Sritex penuhi kriteria forced delisting dan wajib buyback
Sebelumnya, Direktur Penilaian Perusahaan BEI, I Gede Nyoman Yetna mengatakan, bursa sudah melakukan suspensi perdagangan atas efek SRIL di seluruh pasar sejak 18 Mei 2021 sampai sekarang. Itu akibat penundaan pembayaran pokok dan bunga MTN Sritex tahap III tahun 2018 yang keenam.
"Dengan demikian SRIL telah memenuhi kriteria untuk dilakukan delisting karena supensi atas efek SRIL telah mencapai 42 bulan," kata Nyoman kepada pers, dikutip Jumat.
Terkait status pailit, BEI pun telah mengingatkan kepada Manajemen SRIL untuk menyampaikan keterbukaan informasi kepada publik mengenai tindaklanjut dan rencana perseroan, termasuk upaya untuk mempertahankan going concern-nya.
Adapun, berdasarkan POJK 3/2021 dan SE OJK No. 13/SEOJK.04/2023, jika delisting emiten dilakukan karena kondisi yang berpengaruh pada kelangsungan usaha, maka perseroan wajib mengubah status menjadi perusahaan tertutup.

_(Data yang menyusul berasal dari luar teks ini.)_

//! Leaf dispatcher: routes each commit's data through the plumbing
//! analyzers, then the leaves, stamping and delivering TCs.
//!
//! Plumbing runs strictly sequentially on the calling thread. Leaves are
//! grouped by capability: cpu-heavy leaves fork per worker and consume
//! plumbing snapshots off-thread, lightweight and serial leaves run
//! against the live state for cache locality. Worker TCs stay buffered
//! until the chunk ends, then drain in a deterministic order: analyzer
//! slot, worker index, observation order.

use std::collections::BTreeMap;
use std::sync::Arc;

use rustc_hash::FxHashMap;
use tracing::warn;

use crate::analyze::{
    Aggregator, Analyzer, Report, ReportMap, SpillCleaner, SpillState, StoreWriter,
};
use crate::error::{EngineError, Result};
use crate::model::{CommitData, CommitMeta, IdentityTable, ObjectHash, Tc, TickTable};
use crate::repo::Repository;

pub mod plumbing;
pub mod snapshot;
pub mod workers;

use snapshot::PlumbingSnapshot;
use workers::LeafWorkerPool;

/// What an analyzer sees for one commit.
pub struct ConsumeContext<'a> {
    /// Pipeline output for the commit under consumption.
    pub data: &'a CommitData,
    /// Current tick. Zero while plumbing is still running.
    pub tick: u32,
    /// Current author id. Zero while plumbing is still running.
    pub author_id: u32,
    providers: Option<(&'a mut TickTable, &'a mut IdentityTable)>,
}

impl<'a> ConsumeContext<'a> {
    fn for_plumbing(
        data: &'a CommitData,
        ticks: &'a mut TickTable,
        identities: &'a mut IdentityTable,
    ) -> Self {
        Self {
            data,
            tick: 0,
            author_id: 0,
            providers: Some((ticks, identities)),
        }
    }

    /// Context for a leaf: stamped values, no provider access.
    pub fn for_leaf(data: &'a CommitData, tick: u32, author_id: u32) -> Self {
        Self {
            data,
            tick,
            author_id,
            providers: None,
        }
    }

    /// Mutable provider access. Present only for plumbing analyzers.
    pub fn providers(&mut self) -> Option<(&mut TickTable, &mut IdentityTable)> {
        self.providers
            .as_mut()
            .map(|(ticks, identities)| (&mut **ticks, &mut **identities))
    }
}

/// Stamp a TC exactly once, just after its leaf produced it.
pub(crate) fn stamp_tc(tc: &mut Tc, data: &CommitData, tick: u32, author_id: u32) {
    tc.commit_hash = data.commit.hash();
    tc.tick = tick;
    tc.author_id = author_id;
    tc.timestamp = data.commit.timestamp();
}

/// Owns the analyzer list and drives per-commit consumption.
pub struct Runner {
    analyzers: Vec<Box<dyn Analyzer>>,
    core_count: usize,
    aggregators: Vec<Option<Box<dyn Aggregator>>>,
    ticks: TickTable,
    identities: IdentityTable,
    commit_meta: FxHashMap<ObjectHash, CommitMeta>,
    tc_sink: Option<Box<dyn StoreWriter>>,
    leaf_workers: usize,
    cpu_heavy: Vec<usize>,
    main_leaves: Vec<usize>,
    pool: Option<LeafWorkerPool>,
    tc_count: u64,
}
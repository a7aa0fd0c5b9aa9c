//! Contracts the engine consumes from the Git layer.
//!
//! The object model, tree-diff implementation, and on-disk format live
//! behind these traits; the engine only ever sees commit handles, change
//! lists, and blob bytes.

use std::path::Path;
use std::sync::Arc;

use bytes::Bytes;

use crate::error::Result;
use crate::model::{Change, ObjectHash};

/// Opaque handle to one commit.
pub trait Commit: Send + Sync {
    /// Commit hash.
    fn hash(&self) -> ObjectHash;
    /// Number of parents (0 for the root commit).
    fn parent_count(&self) -> usize;
    /// Committer timestamp, seconds since the epoch.
    fn timestamp(&self) -> i64;
    /// Author signature, `name <email>`.
    fn author(&self) -> String;
    /// Root tree of this commit.
    fn tree(&self) -> ObjectHash;
}

/// Commit traversal options.
#[derive(Debug, Clone)]
pub struct LogOptions {
    /// Follow only the first parent at merges. This is the default; merge
    /// interleaving under topological order is known to distort
    /// per-tick attribution, so disabling it is an explicit opt-in.
    pub first_parent: bool,
}

impl Default for LogOptions {
    fn default() -> Self {
        Self { first_parent: true }
    }
}

/// Forward-only commit iterator. `skip` exists so a resumed run can fast
/// forward to its checkpointed position without materializing handles.
pub trait CommitIter: Send {
    /// Next commit in traversal order, or `None` at the end of history.
    fn next_commit(&mut self) -> Result<Option<Arc<dyn Commit>>>;
    /// Advance past `n` commits.
    fn skip(&mut self, n: usize) -> Result<()> {
        for _ in 0..n {
            if self.next_commit()?.is_none() {
                break;
            }
        }
        Ok(())
    }
}

/// Read-only repository handle.
pub trait Repository: Send + Sync {
    /// Filesystem path the repository was opened from.
    fn path(&self) -> &Path;
    /// Walk history according to `options`.
    fn log(&self, options: &LogOptions) -> Result<Box<dyn CommitIter>>;
    /// Look up a single commit by hash.
    fn lookup_commit(&self, hash: ObjectHash) -> Result<Arc<dyn Commit>>;
    /// Diff two trees. `old` of `None` enumerates `new` as an initial tree.
    fn diff_trees(&self, old: Option<ObjectHash>, new: ObjectHash) -> Result<Vec<Change>>;
    /// Fetch raw blob bytes.
    fn read_blob(&self, hash: ObjectHash) -> Result<Bytes>;
    /// Ask the underlying library to return freed native memory to the OS.
    fn release_native_memory(&self) {}
}
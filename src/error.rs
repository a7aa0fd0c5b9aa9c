use std::io;
use std::sync::{Mutex, MutexGuard};
use thiserror::Error;
use tracing::error;

use crate::checkpoint::CheckpointError;

/// Crate-wide result alias.
pub type Result<T> = std::result::Result<T, EngineError>;

/// Errors surfaced by the streaming engine.
#[derive(Debug, Error)]
pub enum EngineError {
    /// Invalid configuration detected at startup.
    #[error("configuration error: {0}")]
    Config(String),
    /// Repository open or object lookup failed.
    #[error("repository error: {0}")]
    Repository(String),
    /// A pipeline stage failed while producing data for one commit.
    #[error("pipeline stage failed at commit {commit_index}: {source}")]
    Stage {
        /// Index of the commit whose stage work failed.
        commit_index: usize,
        /// Underlying stage failure.
        #[source]
        source: Box<EngineError>,
    },
    /// A worker exceeded its timeout on every retry.
    #[error("{kind} worker stalled after {retries} retries")]
    Stalled {
        /// Kind of request that stalled (blob load, diff, parse).
        kind: &'static str,
        /// Number of retries attempted before giving up.
        retries: u32,
    },
    /// An analyzer returned an error from `consume`.
    #[error("analyzer {name} failed: {source}")]
    Analyzer {
        /// Analyzer name as registered with the runner.
        name: String,
        /// The analyzer's own error.
        #[source]
        source: Box<EngineError>,
    },
    /// Aggregator spill/collect/flush/restore failure.
    #[error("aggregator error: {0}")]
    Aggregator(String),
    /// Checkpoint save/load/validate failure.
    #[error("checkpoint error: {0}")]
    Checkpoint(#[from] CheckpointError),
    /// On-disk state failed an integrity check.
    #[error("corruption detected: {0}")]
    Corruption(String),
    /// The run was cancelled by the caller or a signal.
    #[error("cancelled")]
    Cancelled,
    /// I/O error.
    #[error("I/O error: {0}")]
    Io(#[from] io::Error),
    /// Free-form failure from an external collaborator.
    #[error("{0}")]
    Other(String),
}

impl EngineError {
    /// Wrap this error with the commit index it occurred at.
    pub fn at_commit(self, commit_index: usize) -> Self {
        EngineError::Stage {
            commit_index,
            source: Box::new(self),
        }
    }

    /// Process exit code for this error per the CLI contract.
    pub fn exit_code(&self) -> i32 {
        match self {
            EngineError::Config(_) => 1,
            EngineError::Cancelled => 130,
            _ => 2,
        }
    }
}

/// Acquire a `std::sync::Mutex`, mapping poisoning to a fatal corruption error.
pub fn acquire_lock<T>(mutex: &Mutex<T>) -> Result<MutexGuard<'_, T>> {
    mutex.lock().map_err(|_| {
        error!("engine lock poisoned - fatal error");
        EngineError::Corruption("engine lock poisoned - fatal error".into())
    })
}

Emiten itu juga wajib melakukan buyback atas saham publik dengan ketentuan dan harga sebagaimana diatur dalam ketentuan tersebut.
Sebelum ini, BEI juga telah memberi notasi khusus pada saham SRIL dan menempatkannya ke Papan Pemantauan Khusus, sesuai Peraturan Bursa I-X tentang Penempatan Pencatatan Efek bersifat Ekuitas pada Papan Pemantauan Khusus. Bursa pun telah melakukan pengumuman potensi delisting setiap 6 bulan, yakni pada November 2021, Mei 2022, Mei 2023, November 2023, dan Juni 2024.